I just stumbled across Francis Hwang’s urirequire library, via _why, and I just had one of those ‘why didn’t I come up with this?’ moments.

If you haven’t played with Ruby yet, or just don’t feel like clicking the link, here’s what it does: at every require (which has similar mechanics to its Java and Python import counterparts) that starts with http://, https:// or ftp://, it reaches for the contents of the file remotely and eval()s them. It actually overwrites the standard require method, and this way, it can load any Ruby script that can reach and just use it, instantly.

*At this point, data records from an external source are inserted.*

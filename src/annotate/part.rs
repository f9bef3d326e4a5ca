//! The comments part (`word/comments.xml`) and people part (`word/people.xml`).

use crate::error::{Error, Result};
use crate::model::{Paragraph, Table};
use crate::package::xml::{Element, Node};
use crate::package::{resolve_target, Package, REL_COMMENTS, REL_PEOPLE};

const W_NS: &str = "http://schemas.openxmlformats.org/wordprocessingml/2006/main";
const W15_NS: &str = "http://schemas.microsoft.com/office/word/2012/wordml";

/// Content type of the comments part.
pub const COMMENTS_CONTENT_TYPE: &str =
    "application/vnd.openxmlformats-officedocument.wordprocessingml.comments+xml";
/// Content type of the people part.
pub const PEOPLE_CONTENT_TYPE: &str =
    "application/vnd.openxmlformats-officedocument.wordprocessingml.people+xml";

/// A review comment as stored in the comments part.
#[derive(Debug, Clone, PartialEq)]
pub struct Comment {
    /// Comment id, unique within the document
    pub id: u32,
    /// Author name
    pub author: String,
    /// Author initials
    pub initials: String,
    /// ISO-8601 date, if recorded
    pub date: Option<String>,
    element: Element,
}

impl Comment {
    pub(crate) fn new(
        id: u32,
        author: &str,
        initials: &str,
        date: Option<String>,
        element: Element,
    ) -> Self {
        Self {
            id,
            author: author.to_string(),
            initials: initials.to_string(),
            date,
            element,
        }
    }

    /// Read a `w:comment`; the element comes back when its id is not a `u32`.
    pub(crate) fn from_element(element: Element) -> std::result::Result<Self, Element> {
        let Some(id) = element.attr("w:id").and_then(|id| id.parse().ok()) else {
            return Err(element);
        };
        Ok(Self {
            id,
            author: element.attr("w:author").unwrap_or_default().to_string(),
            initials: element.attr("w:initials").unwrap_or_default().to_string(),
            date: element.attr("w:date").map(str::to_string),
            element,
        })
    }

    /// The `w:comment` element.
    pub fn element(&self) -> &Element {
        &self.element
    }

    /// Body text: paragraphs separated by newlines, table cells by tabs.
    ///
    /// A paragraph that only carries the annotation mark is not counted.
    pub fn text(&self) -> String {
        self.element
            .elements()
            .filter_map(|block| match block.name.as_str() {
                "w:p" => {
                    let marker_only = block.descendants_named("w:annotationRef").len() == 1
                        && block.descendants_named("w:t").is_empty();
                    if marker_only {
                        None
                    } else {
                        Some(Paragraph::from_element(block.clone()).text())
                    }
                }
                "w:tbl" => Some(Table::from_element(block.clone()).plain_text()),
                _ => None,
            })
            .collect::<Vec<_>>()
            .join("\n")
    }
}

/// A reviewer identity from the people part.
#[derive(Debug, Clone, PartialEq, Eq)]
pub struct Person {
    /// Author name, matches `w:comment/@w:author`
    pub author: String,
    /// Presence provider (`None` for local authors)
    pub provider_id: String,
    /// Provider user id
    pub user_id: String,
}

/// All comments and reviewer identities of a document.
#[derive(Debug, Clone)]
pub struct CommentsPart {
    comments: Vec<Comment>,
    people: Vec<Person>,
    next_id: Option<u32>,
    comments_root: Element,
    people_root: Element,
    part_name: String,
    people_part_name: String,
    modified: bool,
}

impl Default for CommentsPart {
    fn default() -> Self {
        Self {
            comments: Vec::new(),
            people: Vec::new(),
            next_id: Some(0),
            comments_root: Element::new("w:comments").with_attr("xmlns:w", W_NS),
            people_root: Element::new("w15:people")
                .with_attr("xmlns:w", W_NS)
                .with_attr("xmlns:w15", W15_NS),
            part_name: "word/comments.xml".to_string(),
            people_part_name: "word/people.xml".to_string(),
            modified: false,
        }
    }
}

impl CommentsPart {
    /// An empty comments part.
    pub fn new() -> Self {
        Self::default()
    }

    /// Load existing comments and people referenced from the main part.
    pub fn load(package: &Package, main_part: &str) -> Result<Self> {
        let mut part = Self::new();
        let rels = package.relationships_of(main_part)?;

        if let Some(rel) = rels.by_type(REL_COMMENTS) {
            part.part_name = resolve_target(main_part, &rel.target);
        }
        if let Some(rel) = rels.by_type(REL_PEOPLE) {
            part.people_part_name = resolve_target(main_part, &rel.target);
        }

        if package.contains(&part.part_name) {
            let mut root = Element::parse(&package.part_text(&part.part_name)?)?;
            // Children that are not readable comments stay in the root as written.
            for node in std::mem::take(&mut root.children) {
                match node {
                    Node::Element(e) if e.is("w:comment") => match Comment::from_element(e) {
                        Ok(comment) => part.comments.push(comment),
                        Err(e) => {
                            log::warn!(
                                "Keeping comment with unreadable id {:?} as is",
                                e.attr("w:id").unwrap_or_default()
                            );
                            root.children.push(Node::Element(e));
                        }
                    },
                    other => root.children.push(other),
                }
            }
            part.comments_root = root;
        }

        if package.contains(&part.people_part_name) {
            let mut root = Element::parse(&package.part_text(&part.people_part_name)?)?;
            part.people = root
                .children_named("w15:person")
                .filter_map(|p| {
                    let presence = p.child("w15:presenceInfo");
                    Some(Person {
                        author: p.attr("w15:author")?.to_string(),
                        provider_id: presence
                            .and_then(|i| i.attr("w15:providerId"))
                            .unwrap_or("None")
                            .to_string(),
                        user_id: presence
                            .and_then(|i| i.attr("w15:userId"))
                            .unwrap_or_default()
                            .to_string(),
                    })
                })
                .collect();
            root.children.retain(|n| !matches!(n, Node::Element(e) if e.is("w15:person")));
            part.people_root = root;
        }

        part.next_id = match part.comments.iter().map(|c| c.id).max() {
            Some(max) => max.checked_add(1),
            None => Some(0),
        };
        Ok(part)
    }

    /// All comments in part order.
    pub fn comments(&self) -> &[Comment] {
        &self.comments
    }

    /// Find a comment by id.
    pub fn get(&self, id: u32) -> Option<&Comment> {
        self.comments.iter().find(|c| c.id == id)
    }

    /// Number of comments.
    pub fn len(&self) -> usize {
        self.comments.len()
    }

    /// Whether there are no comments.
    pub fn is_empty(&self) -> bool {
        self.comments.is_empty()
    }

    /// All reviewer identities.
    pub fn people(&self) -> &[Person] {
        &self.people
    }

    /// The id the next comment will receive, `None` once every id is taken.
    pub fn next_id(&self) -> Option<u32> {
        self.next_id
    }

    pub(crate) fn allocate_id(&mut self) -> Result<u32> {
        let id = self
            .next_id
            .ok_or_else(|| Error::Other("no comment ids left".to_string()))?;
        self.next_id = id.checked_add(1);
        Ok(id)
    }

    pub(crate) fn push(&mut self, comment: Comment) {
        self.comments.push(comment);
        self.modified = true;
    }

    /// Remove a comment from the part. The id is never handed out again.
    pub(crate) fn remove(&mut self, id: u32) -> Option<Comment> {
        let index = self.comments.iter().position(|c| c.id == id)?;
        self.modified = true;
        Some(self.comments.remove(index))
    }

    /// Record a reviewer identity unless one with this author already exists.
    pub(crate) fn ensure_person(&mut self, author: &str) {
        if self.people.iter().any(|p| p.author == author) {
            return;
        }
        self.people.push(Person {
            author: author.to_string(),
            provider_id: "None".to_string(),
            user_id: author.to_string(),
        });
        self.modified = true;
    }

    /// Write the comments and people parts, their content types and relationships.
    ///
    /// Does nothing when the comments were not changed since loading.
    pub(crate) fn write_into(&self, package: &mut Package, main_part: &str) -> Result<()> {
        if !self.modified {
            return Ok(());
        }

        let mut comments_root = self.comments_root.clone();
        comments_root
            .children
            .extend(self.comments.iter().map(|c| Node::Element(c.element.clone())));
        package.set_part(&self.part_name, comments_root.to_xml_bytes()?);

        let mut people_root = self.people_root.clone();
        for person in &self.people {
            people_root.children.push(Node::Element(
                Element::new("w15:person")
                    .with_attr("w15:author", person.author.as_str())
                    .with_child(
                        Element::new("w15:presenceInfo")
                            .with_attr("w15:providerId", person.provider_id.as_str())
                            .with_attr("w15:userId", person.user_id.as_str()),
                    ),
            ));
        }
        package.set_part(&self.people_part_name, people_root.to_xml_bytes()?);

        let mut content_types = package.content_types()?;
        let changed_comments =
            content_types.ensure_override(&self.part_name, COMMENTS_CONTENT_TYPE);
        let changed_people =
            content_types.ensure_override(&self.people_part_name, PEOPLE_CONTENT_TYPE);
        if changed_comments || changed_people {
            package.set_part(crate::package::CONTENT_TYPES_PART, content_types.to_xml_bytes()?);
        }

        let mut rels = package.relationships_of(main_part)?;
        let before = rels.entries().len();
        rels.ensure(REL_COMMENTS, &relative_target(main_part, &self.part_name));
        rels.ensure(REL_PEOPLE, &relative_target(main_part, &self.people_part_name));
        if rels.entries().len() != before {
            package.set_relationships(main_part, &rels)?;
        }

        log::debug!(
            "Wrote {} comments and {} people to {}",
            self.comments.len(),
            self.people.len(),
            self.part_name
        );
        Ok(())
    }
}

/// Target of `part` relative to the folder of `source`, when they share one.
fn relative_target(source: &str, part: &str) -> String {
    match source.rsplit_once('/') {
        Some((dir, _)) => match part.strip_prefix(&format!("{dir}/")) {
            Some(relative) => relative.to_string(),
            None => format!("/{part}"),
        },
        None => part.to_string(),
    }
}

There are, of course, very serious security implications with running remote code just like that, but keeping in mind that we have Ruby’s tainting mechanism and that with just a one-line change to one of the regexes used we can have code that’s only loaded from trusted (or local) servers, the safety part of it can be reasonably covered. Of course, if you want to get serious about it, code signing might be the best option, and I don’t see any technical impediments to that.

Essentially, we have the most interesting bit of Maven, the downloading of dependencies, automatically built in. Want everything running on the bleeding edge? Point the require to a ViewCVS HEAD page, like this one for urirequire. Want to use a specific version? No worries – point it to a different ViewCVS page. Or have servers seamlessly bootstrapping their installation and configuration from a central location, Java WebStart-like desktop applications updating at start-up, WebService client libraries delivered by the server on demand, there are so many interesting things that can be done with this.

Certainly, most of them have indeed been done before, but not with the same flare, not with the same piece-of-cakeness to it.